Estas arquitecturas evolucionadas incorporarán sólidas medidas de seguridad tanto para los datos como para las comunicaciones de IA. Darán prioridad a la transparencia y la gobernanza, permitiendo a las organizaciones rastrear cómo se utilizaron sus datos en el entrenamiento de IA, supervisar los procesos de toma de decisiones de los sistemas de IA y mantener registros detallados de los conocimientos generados por la IA y su razonamiento subyacente.
Las aplicaciones de IA se construirán más cerca de las fuentes de datos para reducir la latencia, mejorar la privacidad, reducir costes, abordar las limitaciones de ancho de banda, mejorar la eficiencia energética y permitir la escalabilidad. Esta tendencia incluye tecnologías como la IA periférica, la IA local y el aprendizaje automático federado.
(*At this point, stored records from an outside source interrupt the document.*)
use crate::math::{Bounds3, Ray, Vec3};

// Based on Physically Based Rendering 3rd ed.
// http://www.pbr-book.org/3ed-2018/Primitives_and_Intersection_Acceleration/Bounding_Volume_Hierarchies.html

const MAX_TRIANGLES_IN_NODE: usize = 4;
// Bounds the traversal stack, deeper subtrees become leaves
const MAX_DEPTH: usize = 48;

#[derive(Copy, Clone, Debug, PartialEq)]
pub enum SplitMethod {
    Middle,
    EqualCounts,
}

/// Flattened bounding volume hierarchy over the triangle arena of a scene.
pub struct BoundingVolumeHierarchy {
    split_method: SplitMethod,
    nodes: Vec<BVHNode>,
    // Triangle indices in leaf order
    triangles: Vec<u32>,
}

impl BoundingVolumeHierarchy {
    /// Creates a new `BoundingVolumeHierarchy` for triangles with the given bounds.
    /// `bounds[i]` is the bound of triangle `i`.
    pub fn new(bounds: &[Bounds3], split_method: SplitMethod) -> Self {
        let mut triangle_info: Vec<BVHPrimitiveInfo> = bounds
            .iter()
            .enumerate()
            .map(|(i, &b)| BVHPrimitiveInfo {
                triangle: i as u32,
                bounds: b,
                centroid: b.centroid(),
            })
            .collect();

        let mut ret = Self {
            split_method,
            nodes: Vec::new(),
            triangles: Vec::with_capacity(bounds.len()),
        };
        if triangle_info.is_empty() {
            return ret;
        }

        let end = triangle_info.len();
        let (root, node_count) = ret.recursive_build(&mut triangle_info, 0, end, 0);

        ret.nodes = vec![BVHNode::default(); node_count];
        ret.flatten_tree(root, 0);

        log::trace!(
            "BVH: {} nodes over {} triangles",
            ret.nodes.len(),
            ret.triangles.len()
        );

        ret
    }

    pub fn node_count(&self) -> usize {
        self.nodes.len()
    }

    /// Finds the nearest hit further than `tolerance` along `ray`.
    ///
    /// `test` returns the hit distance of a triangle. Hits within `tolerance`
    /// of each other resolve to the lower triangle index.
    pub fn intersect<F>(&self, ray: &Ray, tolerance: f32, test: F) -> Option<(u32, f32)>
    where
        F: Fn(u32, &Ray) -> Option<f32>,
    {
        let mut ray = *ray;
        let mut hit: Option<(u32, f32)> = None;
        self.traverse(&mut ray, |triangle, ray| {
            if let Some(t) = test(triangle, ray) {
                if t > tolerance {
                    let closer = match hit {
                        None => true,
                        Some((old_triangle, old_t)) => {
                            t < old_t - tolerance
                                || (t <= old_t + tolerance && triangle < old_triangle)
                        }
                    };
                    if closer {
                        hit = Some((triangle, t));
                        // Keep the tie window open for lower indices further in
                        ray.t_max = t + tolerance;
                    }
                }
            }
            false
        });
        hit
    }

    /// Checks if `test` reports any hit within `(t_min, ray.t_max]`.
    pub fn any_hit<F>(&self, ray: &Ray, t_min: f32, test: F) -> bool
    where
        F: Fn(u32, &Ray) -> Option<f32>,
    {
        let mut ray = *ray;
        let mut found = false;
        self.traverse(&mut ray, |triangle, ray| {
            if let Some(t) = test(triangle, ray) {
                found = t > t_min;
            }
            found
        });
        found
    }

    // Calls `visit` for each triangle in the leaves hit by `ray`, front to back.
    // `visit` can shorten the ray and returns `true` to stop the traversal.
    fn traverse<F>(&self, ray: &mut Ray, mut visit: F)
    where
        F: FnMut(u32, &mut Ray) -> bool,
    {
        if self.nodes.is_empty() {
            return;
        }

        let inv_dir = ray.d.recip();
        let dir_is_neg = [inv_dir.x < 0.0, inv_dir.y < 0.0, inv_dir.z < 0.0];

        let mut current_node_index = 0;
        let mut to_visit_index = 0;
        let mut to_visit_stack = [0; MAX_DEPTH + 2];
        loop {
            let node = self.nodes[current_node_index];
            if node.bounds.intersect(ray, inv_dir, dir_is_neg) {
                match node.content {
                    NodeContent::Interior {
                        second_child_index,
                        split_axis,
                    } => {
                        // Traverse children front to back
                        if dir_is_neg[split_axis as usize] {
                            to_visit_stack[to_visit_index] = current_node_index + 1;
                            to_visit_index += 1;
                            current_node_index = second_child_index as usize;
                        } else {
                            to_visit_stack[to_visit_index] = second_child_index as usize;
                            to_visit_index += 1;
                            current_node_index += 1;
                        }
                        continue;
                    }
                    NodeContent::Leaf {
                        first_triangle_index,
                        triangle_count,
                    } => {
                        let first = first_triangle_index as usize;
                        let range = first..(first + triangle_count as usize);
                        for &triangle in &self.triangles[range] {
                            if visit(triangle, ray) {
                                return;
                            }
                        }
                    }
                    NodeContent::Uninitialized => unreachable!(),
                }
            }

            if to_visit_index == 0 {
                break;
            }
            to_visit_index -= 1;
            current_node_index = to_visit_stack[to_visit_index];
        }
    }

    /// Builds the BVH
    fn recursive_build(
        &mut self,
        triangle_info: &mut [BVHPrimitiveInfo],
        start: usize,
        end: usize,
        depth: usize,
    ) -> (Box<BVHBuildNode>, usize) {
        let bounds = triangle_info[start..end]
            .iter()
            .fold(Bounds3::empty(), |b, s| b.union_b(s.bounds));
        let first_triangle_index = self.triangles.len();

        let triangle_count = end - start;
        macro_rules! init_leaf {
            () => {{
                self.triangles
                    .extend(triangle_info[start..end].iter().map(|s| s.triangle));
                (
                    BVHBuildNode::leaf(first_triangle_index, triangle_count, bounds),
                    1,
                )
            }};
        }

        if triangle_count <= MAX_TRIANGLES_IN_NODE || depth >= MAX_DEPTH {
            return init_leaf!();
        }

        let centroid_bounds = triangle_info[start..end]
            .iter()
            .fold(Bounds3::empty(), |b, s| b.union_p(s.centroid));
        let axis = centroid_bounds.maximum_extent();

        if centroid_bounds.p_max[axis] == centroid_bounds.p_min[axis] {
            return init_leaf!();
        }

        let mut mid = start;
        // We need to fall back to 'equal counts' if 'middle' fails
        let split_method = match self.split_method {
            SplitMethod::Middle => {
                let mid_value = (centroid_bounds.p_min[axis] + centroid_bounds.p_max[axis]) / 2.0;
                mid = itertools::partition(triangle_info[start..end].iter_mut(), |s| {
                    s.centroid[axis] < mid_value
                }) + start;

                if mid != start && mid != end {
                    SplitMethod::Middle
                } else {
                    SplitMethod::EqualCounts
                }
            }
            SplitMethod::EqualCounts => SplitMethod::EqualCounts,
        };

        if split_method == SplitMethod::EqualCounts {
            mid = (start + end) / 2;
            triangle_info[start..end].select_nth_unstable_by(mid - start, |a, b| {
                a.centroid[axis]
                    .partial_cmp(&b.centroid[axis])
                    .unwrap_or(std::cmp::Ordering::Equal)
            });
        }

        debug_assert!(mid != start && mid != end, "BVH: Split failed");

        let (child0, child0_node_count) = self.recursive_build(triangle_info, start, mid, depth + 1);
        let (child1, child1_node_count) = self.recursive_build(triangle_info, mid, end, depth + 1);
        (
            BVHBuildNode::interior(axis, child0, child1),
            1 + child0_node_count + child1_node_count,
        )
    }

    fn flatten_tree(&mut self, root: Box<BVHBuildNode>, mut next_index: usize) -> usize {
        match root.content {
            BuildNodeContent::Interior {
                children: [child0, child1],
                split_axis,
            } => {
                let self_index = next_index;
                let second_child_index = self.flatten_tree(child0, self_index + 1);
                next_index = self.flatten_tree(child1, second_child_index);
                self.nodes[self_index] =
                    BVHNode::interior(root.bounds, second_child_index, split_axis);
            }
            BuildNodeContent::Leaf {
                first_triangle_index,
                triangle_count,
            } => {
                self.nodes[next_index] =
                    BVHNode::leaf(root.bounds, first_triangle_index, triangle_count);
                next_index += 1;
            }
        }
        next_index
    }
}

struct BVHPrimitiveInfo {
    triangle: u32,
    bounds: Bounds3,
    centroid: Vec3,
}

#[derive(Copy, Clone, Debug, PartialEq)]
enum NodeContent {
    Interior {
        second_child_index: u32,
        split_axis: u8,
    },
    Leaf {
        first_triangle_index: u32,
        triangle_count: u32,
    },
    Uninitialized,
}

#[derive(Copy, Clone)]
struct BVHNode {
    bounds: Bounds3,
    content: NodeContent,
}

impl BVHNode {
    fn default() -> Self {
        Self {
            bounds: Bounds3::empty(),
            content: NodeContent::Uninitialized,
        }
    }

    fn interior(bounds: Bounds3, second_child_index: usize, split_axis: usize) -> Self {
        Self {
            bounds,
            content: NodeContent::Interior {
                second_child_index: second_child_index as u32,
                split_axis: split_axis as u8,
            },
        }
    }

    fn leaf(bounds: Bounds3, first_triangle_index: usize, triangle_count: usize) -> Self {
        Self {
            bounds,
            content: NodeContent::Leaf {
                first_triangle_index: first_triangle_index as u32,
                triangle_count: triangle_count as u32,
            },
        }
    }
}

enum BuildNodeContent {
    Interior {
        children: [Box<BVHBuildNode>; 2],
        split_axis: usize,
    },
    Leaf {
        // Index into the ordered triangle array
        first_triangle_index: usize,
        triangle_count: usize,
    },
}

struct BVHBuildNode {
    bounds: Bounds3,
    content: BuildNodeContent,
}

impl BVHBuildNode {
    fn interior(
        split_axis: usize,
        child0: Box<BVHBuildNode>,
        child1: Box<BVHBuildNode>,
    ) -> Box<Self> {
        Box::new(Self {
            bounds: child0.bounds.union_b(child1.bounds),
            content: BuildNodeContent::Interior {
                children: [child0, child1],
                split_axis,
            },
        })
    }

    fn leaf(first_triangle_index: usize, triangle_count: usize, bounds: Bounds3) -> Box<Self> {
        Box::new(Self {
            bounds,
            content: BuildNodeContent::Leaf {
                first_triangle_index,
                triangle_count,
            },
        })
    }
}
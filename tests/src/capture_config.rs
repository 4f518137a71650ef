#[cfg(test)]
mod tests {
    use approx::assert_abs_diff_eq;
    use resono::{
        CaptureConfig, CapturePattern, CaptureSettings, Material, OrderRange, RayTraceSettings,
        SourcePattern, Transducer, Vec3,
    };
    use std::str::FromStr;

    use crate::common::*;

    #[test]
    fn ortf_pair() {
        let captures = CaptureSettings {
            position: Vec3::new(1.0, 0.0, 0.0),
            yaw: 180.0,
            config: CaptureConfig::ORTF,
            angle: 110.0,
            distance: 0.17,
            ..CaptureSettings::default()
        }
        .captures()
        .unwrap();
        assert_eq!(captures.len(), 2);
        // Facing -X the left side is -Y
        assert_abs_diff_eq!(captures[0].position().y, -0.085, epsilon = 1e-6);
        assert_abs_diff_eq!(captures[1].position().y, 0.085, epsilon = 1e-6);
        let a = captures[0].transducer.axis.normalize();
        let b = captures[1].transducer.axis.normalize();
        assert_abs_diff_eq!(a.dot(b), 110.0f32.to_radians().cos(), epsilon = 1e-5);
        assert!(a.x < 0.0 && b.x < 0.0);
    }

    #[test]
    fn mid_side_in_room() {
        let mut tracer = tracer(
            RayTraceSettings {
                detalization: 0.2,
                ..RayTraceSettings::default()
            },
            room(Material::PLASTER),
        );
        tracer
            .add_source(
                Transducer::new(Vec3::new(-1.0, 0.0, 0.0), Vec3::new(0.1, 0.0, 0.0)),
                SourcePattern::from_str("Cardioid").unwrap(),
            )
            .unwrap();
        let captures = tracer
            .add_capture_config(&CaptureSettings {
                position: Vec3::new(1.0, 0.0, 0.0),
                yaw: 180.0,
                capsule: 0.05,
                config: CaptureConfig::MS,
                ..CaptureSettings::default()
            })
            .unwrap();
        assert_eq!(captures, vec![0, 1]);

        let direct = bind_all(&mut tracer, &captures, OrderRange::DIRECT, 4800);
        let all = bind_all(&mut tracer, &captures, OrderRange::ALL, 4800);
        tracer.process(0, 1.0).unwrap();

        // Mid faces the source, side is on its null
        let mid: f32 = channel(&direct, 0).iter().sum();
        let side: f32 = channel(&direct, 1).iter().sum();
        assert!(mid > 0.0);
        assert!(side.abs() < mid * 1e-3);

        // Reflections reach the side capsule with both polarities
        let side = channel(&all, 1);
        assert!(side.iter().any(|&s| s != 0.0));
        assert!(side.iter().all(|s| s.is_finite()));
    }

    #[test]
    fn patterns_by_name() {
        for name in ["omni", "cardioid", "super_cardioid", "hyper_cardioid", "figure_eight"] {
            assert!(CapturePattern::from_str(name).is_ok());
        }
        assert_eq!(
            CapturePattern::from_str("FIGURE_EIGHT").unwrap(),
            CapturePattern::FigureEight
        );
    }
}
Aunque ofrece ventajas significativas, sigue habiendo retos como las limitaciones de hardware, la optimización de modelos y la complejidad de la integración.
Las empresas que no den prioridad a la preparación de su mano de obra para la IA se enfrentarán a importantes retos.
Las organizaciones tendrán que desarrollar planes integrales para mejorar la cualificación y la formación de la mano de obra existente a fin de garantizar integración perfecta con las capacidades de IA. Deben desarrollarse nuevas funciones creativas y estratégicas para complementar las capacidades de la IA en lugar de sustituir a los humanos por sistemas de IA. Los agregadores desempeñarán un papel crucial a la hora de ayudar a las empresas a identificar y aplicar las soluciones de IA adecuadas.
Las empresas también deben preparar a sus empleados para gestionar eficazmente las normativas gubernamentales sobre IA, asegurándose de que se mantienen adaptables y flexibles, ya que es probable que estas normativas requieran actualizaciones continuas de los sistemas organizativos y de IA.
Si miramos hacia las tendencias de 2025, las empresas se enfrentan a un momento crucial en la adopción de la IA. Las predicciones de IA para 2025 indican que el éxito dependerá de una cuidadosa planificación, innovación e implementación para lograr operaciones verdaderamente integradas y centradas en la IA. Las organizaciones deben combinar eficazmente soluciones de IA de propósito general y especializadas, al tiempo que garantizan la preparación de la mano de obra y una infraestructura sólida. Aquellas que equilibren la innovación con la implementación práctica -manteniendo la seguridad, la privacidad y la transparencia en todo momento- obtendrán una ventaja competitiva significativa.